Monday 27 January 2020

US soldier dies in Afghan base attack

Afghanistan National Army soldiers stand guard at a gate to Camp Qargha, west of Kabul (AP)
Afghanistan National Army soldiers stand guard at a gate to Camp Qargha, west of Kabul (AP)

A man dressed in an Afghan army uniform opened fire today on foreign troops at a military base, killing at least one US soldier and injuring 15, including a German brigadier general and "about a dozen" Americans, authorities said.

Details about the attack at Camp Qargha, a base west of the Afghan capital, Kabul, were not immediately clear.

General Mohammmad Zahir Azimi, a spokesman for Afghanistan's Defence Ministry, said a "terrorist in an army uniform" opened fire on both local and international troops.

Gen Azimi said the shooter had been killed and that three Afghan army officers were injured.

A US official said one American soldier was killed and "about a dozen" of the wounded were Americans but declined to comment further.

Germany's military said one Nato soldier was killed while 15 others were wounded in an assault launched "probably by internal attackers".

The wounded included a German brigadier general, who the German military said was receiving medical treatment and was "not in a life-threatening condition."

In its statement, Nato said that it was "in the process of assessing the situation".

Qargha is known as "Sandhurst in the sand," as British forces oversaw building the officer school and its training programme.

In a statement, the British Defence Ministry said it was investigating the incident and that "it would be inappropriate to comment further at this time".

The attack comes as so-called "insider attacks" - incidents in which Afghan security turn on their Nato partners - largely dropped last year.

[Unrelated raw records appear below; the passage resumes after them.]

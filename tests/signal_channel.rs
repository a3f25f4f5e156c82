// tests/signal_channel.rs

use std::time::Duration;

use dagwalk::signal::{self, Signal};

#[tokio::test]
async fn value_sent_from_another_task_is_received_once() {
    let (tx, mut rx) = signal::channel();

    let producer = tokio::spawn(async move {
        tokio::time::sleep(Duration::from_millis(20)).await;
        tx.send(false)
    });

    assert_eq!(rx.recv().await, Signal::Value(false));
    assert!(producer.await.unwrap());
    assert_eq!(rx.recv().await, Signal::Closed);
}

#[tokio::test]
async fn timed_out_read_keeps_the_value_for_the_next_read() {
    let (tx, mut rx) = signal::channel();

    let first = tokio::time::timeout(Duration::from_millis(10), rx.recv()).await;
    assert!(first.is_err(), "nothing was sent yet");
    assert!(!rx.is_terminated());

    assert!(tx.send(true));
    let second = tokio::time::timeout(Duration::from_secs(1), rx.recv()).await;
    assert_eq!(second.unwrap(), Signal::Value(true));
}

#[tokio::test]
async fn dropped_producer_is_abandoned_not_success() {
    let (tx, mut rx) = signal::channel();
    drop(tx);

    let signal = rx.recv().await;
    assert_eq!(signal, Signal::Abandoned);
    assert!(!signal.is_success());
}

#[test]
fn send_to_dropped_consumer_reports_false() {
    let (tx, rx) = signal::channel();
    drop(rx);
    assert!(tx.is_closed());
    assert!(!tx.send(true));
}

#[test]
fn try_recv_before_and_after_send() {
    let (tx, mut rx) = signal::channel();
    assert_eq!(rx.try_recv(), None);
    tx.send(true);
    assert_eq!(rx.try_recv(), Some(Signal::Value(true)));
    assert_eq!(rx.try_recv(), Some(Signal::Closed));
}
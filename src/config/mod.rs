// src/config/mod.rs

//! Configuration loading and validation for dagwalk.
//!
//! Responsibilities:
//! - Define the TOML-backed data model (`model.rs`).
//! - Load a config file from disk (`loader.rs`).
//! - Validate basic invariants like DAG correctness (`validate.rs`).

pub mod loader;
pub mod model;
pub mod validate;

pub use loader::{default_config_path, load_and_validate, load_from_path};
pub use model::{ConfigFile, ConfigSection, RawConfigFile, VertexConfig};
pub use validate::validate_config;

In 2013, there were 16 deaths in 10 separate attacks. In 2012, such attacks killed 53 coalition troops in 38 separate attacks.

Such insider attacks are sometimes claimed by the Taliban insurgency as proof of their infiltration.

Others are attributed to personal disputes or resentment by Afghans who have soured on the continued international presence in their country more than a dozen years after the fall of the Taliban's ultra-conservative Islamic regime.

Foreign aid workers, contractors and other civilians in Afghanistan are increasingly becoming targets of violence as the US-led military coalition continues a withdrawal to be complete by the end of the year.

In eastern Paktia province, an Afghan police guard also exchanged fire Tuesday with Nato troops near the governor's office, provincial police chief General Zelmia Oryakhail said.

The guard was killed in the gunfight, he said. It was not clear if the two incidents were linked and police said they were investigating the incident.

A Nato helicopter strike targeting missile-launching Taliban militants killed four civilians in western Afghanistan, an Afghan official said Tuesday. Nato said they were investigating the attack.

The attack in western Herat province comes as civilian casualties from Nato attacks remain a contentious issue across the country.

Almost 200 people protested against Nato in Herat on Tuesday, carrying the bodies of the dead civilians into the provincial capital and demanding an investigation.

The strike happened on Monday night in the province's Shindan district, said Raouf Ahmadi, a spokesman for the provincial chief of police.

He said Taliban militants launched a missile at an airport nearby, drawing the Nato helicopter's fire. He said the Nato attack killed two men, one woman and a child.

In a statement, Nato said it was aware of the attack and was investigating, without elaborating.

Nato "takes all allegations of civilian casualties seriously, and is assessing the facts surrounding this incident," it said.